No is the answer, sorry.
Yeah. I mean, yeah, it’s no.
But now we understand your question. Yeah.
Yeah. And then back on the multiyear partnerships. I know the dynamic of lot of these partnerships is tend to be a larger upfront payment, and over time, it’s more steady beyond that. Is it the same dynamic what the multiyear versus the single year? Is there a mechanism for the customers to I guess upsize mid contract if so. I am just trying to figure out how to look at this and impact going forward?

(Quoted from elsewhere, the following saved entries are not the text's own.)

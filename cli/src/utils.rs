use std::sync::Arc;

use colored::Colorize;
use dialoguer::{Confirm, Password};
use prettytable::{Cell, Row, Table};
use tempo_dex_sdk::amount;
use tempo_dex_sdk::views::{ProgressView, StepMark};
use tempo_dex_sdk::wallet::{ApprovalHandler, ApprovalRequest};
use tempo_dex_sdk::{
    Decimal, NetworkConstants, ProgressTracker, TempoWallet, TokenInfo, TokenList,
    TransactionProgress, WalletStorage,
};
use tokio::task::JoinHandle;

use crate::config::CliConfig;
use crate::error::CliError;

/// Print a success message
pub fn print_success(message: &str) {
    println!("{} {}", "✓".green(), message);
}

pub fn print_warning(message: &str) {
    println!("{} {}", "!".yellow(), message);
}

/// Print a table with data
pub fn print_table(headers: Vec<&str>, rows: Vec<Vec<String>>) {
    let mut table = Table::new();

    table.set_titles(Row::new(
        headers.iter().map(|h| Cell::new(h.as_ref())).collect(),
    ));

    for row_data in rows {
        table.add_row(Row::new(row_data.iter().map(|c| Cell::new(c)).collect()));
    }

    table.printstd();
}

/// Format a display amount with its token symbol
pub fn format_amount(value: Decimal, token: &TokenInfo) -> String {
    format!("{} {}", amount::format_display(value), token.symbol)
}

/// Look up a token by key or symbol
pub fn resolve_token<'a>(tokens: &'a TokenList, name: &str) -> Result<&'a TokenInfo, CliError> {
    tokens.get(name).ok_or_else(|| {
        let known: Vec<&str> = tokens.iter().map(|t| t.symbol.as_str()).collect();
        CliError::Parse(format!(
            "Unknown token '{}'. Known tokens: {}",
            name,
            known.join(", ")
        ))
    })
}

/// Yes/no prompt; `assume_yes` answers it without asking
pub fn confirm(prompt: &str, assume_yes: bool) -> Result<bool, CliError> {
    if assume_yes {
        return Ok(true);
    }
    Ok(Confirm::new().with_prompt(prompt).default(false).interact()?)
}

/// Prompt for a new keystore password
pub fn prompt_new_password() -> Result<String, CliError> {
    let password = Password::new()
        .with_prompt("Enter password for wallet encryption")
        .with_confirmation("Confirm password", "Passwords don't match")
        .interact()?;
    Ok(password)
}

/// Answers keystore prompts on the terminal
pub fn approval_handler(assume_yes: bool) -> ApprovalHandler {
    Arc::new(move |request: &ApprovalRequest| {
        if assume_yes {
            return true;
        }
        let prompt = match request {
            ApprovalRequest::ConnectAccount(address) => {
                format!("Allow TempoDEX to access account {:?}?", address)
            }
            ApprovalRequest::AddChain { chain_id, name } => {
                format!("Add network {} (chain {}) to the wallet and switch to it?", name, chain_id)
            }
        };
        Confirm::new()
            .with_prompt(prompt)
            .default(true)
            .interact()
            .unwrap_or(false)
    })
}

/// Rebuild a wallet from its stored secret, a phrase or a hex private key
pub fn wallet_from_secret(secret: &str) -> Result<TempoWallet, CliError> {
    let secret = secret.trim();
    let wallet = if secret.split_whitespace().count() > 1 {
        TempoWallet::from_mnemonic(secret, 0)?
    } else {
        TempoWallet::from_private_key(secret)?
    };
    Ok(wallet)
}

/// Decrypt the active wallet, prompting for the password until it matches.
/// A password that worked earlier in this process is tried first.
pub fn unlock_active_wallet(
    config: &mut CliConfig,
    storage: &WalletStorage,
) -> Result<TempoWallet, CliError> {
    let name = config
        .active_wallet()
        .map(String::from)
        .ok_or_else(|| {
            CliError::Wallet("No active wallet. Create one with 'wallet create'".to_string())
        })?;
    if !storage.exists(&name) {
        return Err(CliError::Wallet(format!("Wallet '{}' not found", name)));
    }

    if let Some(password) = config.get_session_password() {
        match storage.load_wallet(&name, password) {
            Ok(secret) => return wallet_from_secret(&secret),
            Err(_) => config.clear_session_password(),
        }
    }

    println!("Unlock wallet '{}' (press Ctrl+C to cancel)", name);
    loop {
        let password = match Password::new().with_prompt("Enter password").interact() {
            Ok(password) => password,
            Err(dialoguer::Error::IO(e)) if e.kind() == std::io::ErrorKind::Interrupted => {
                println!("Operation cancelled");
                return Err(CliError::Cancelled);
            }
            Err(e) => return Err(e.into()),
        };

        match storage.load_wallet(&name, &password) {
            Ok(secret) => {
                config.store_session_password(&password);
                return wallet_from_secret(&secret);
            }
            Err(_) => println!("{}", "Invalid password, please try again".red()),
        }
    }
}

/// Print each progress update of an operation until its tracker is dropped
pub fn follow_progress(tracker: &ProgressTracker, network: NetworkConstants) -> JoinHandle<()> {
    let mut updates = tracker.subscribe();
    tokio::spawn(async move {
        while updates.changed().await.is_ok() {
            let progress = updates.borrow_and_update().clone();
            if let Some(progress) = progress {
                print_progress_line(&progress, &network);
            }
        }
    })
}

fn print_progress_line(progress: &TransactionProgress, network: &NetworkConstants) {
    if progress.error {
        println!("  {} {}", "✗".red(), progress.message);
        return;
    }
    let total = progress.steps.len();
    let marker = if progress.success {
        "✓".green()
    } else {
        format!("[{}/{}]", progress.step, total).cyan()
    };
    println!("  {} {}", marker, progress.message);
    if let Some(hash) = progress.tx_hash {
        println!("      {}", network.tx_url(&format!("{:?}", hash)).dimmed());
    }
}

/// Stop following `tracker`, print where the operation ended and return
/// its final state
pub async fn finish_progress(
    tracker: ProgressTracker,
    printer: JoinHandle<()>,
    network: &NetworkConstants,
) -> Option<TransactionProgress> {
    let progress = tracker.current();
    drop(tracker);
    if let Err(e) = printer.await {
        tracing::debug!("Progress printer stopped: {}", e);
    }
    if let Some(progress) = &progress {
        print_progress_summary(progress, network);
    }
    progress
}

/// Step checklist of a finished operation
fn print_progress_summary(progress: &TransactionProgress, network: &NetworkConstants) {
    let view = ProgressView::new(progress, network);
    println!("\n{}", view.status.bold());
    for (label, mark) in &view.steps {
        let symbol = match mark {
            StepMark::Completed => "●".green(),
            StepMark::Active => "◐".yellow(),
            StepMark::Pending => "○".dimmed(),
        };
        println!("  {} {}", symbol, label);
    }
    if let Some(url) = view.explorer_url {
        println!("  View on explorer: {}", url);
    }
}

Yeah. Absolutely. That’s a great question. Because it may not seem obvious that there — that if you sign a multiyear deal, let’s say, it’s a three-year deal that, we are sort of, there is no more interaction with the customer for three years. That’s absolutely not the case and we have many, many examples of customers in the middle of that term recognizing what essentially every customer is recognizing at some point, which is that they don’t have access to enough licenses.
This is what’s happening, this is where the growth is coming from, that remember, this is what Geoff said in his prepared remarks, the majority of our customers are under utilizing the software.
They all — once they start using it at a sufficient scale and they are trying to get the kind of results that they are seeing some of their colleagues that are using it at a — not colleagues but their peer companies and us, then there is a need to increase the number of licenses to the software, so they get access to more of the technology and those discussions are happening continuously. It’s not — and that can happen in the middle of the year, in the middle of the term even if it’s a multiyear term and we have examples of that actually happening.
And last question on enrollment in your study, do you have any thoughts on when we might actually be able to see data based on what you have seen thus far?
Hi, David. So as we described in our remarks, the enrollment is ongoing, sites are being activated and we are working hard with our sites and investigators to bring in patients and gather the data that we have described safety, pharmacology and preliminary efficacy data.
I suspect that by the end of this year into next year, we will be in a position to talk more about the data that’s available to us that we will be able to describe in more detail with you and others. So we are working on it and we look forward to sharing updates in the future.
Thank you for taking my questions.
Thanks a lot, David.
Our next question comes from the line of Michael Yee with Jefferies.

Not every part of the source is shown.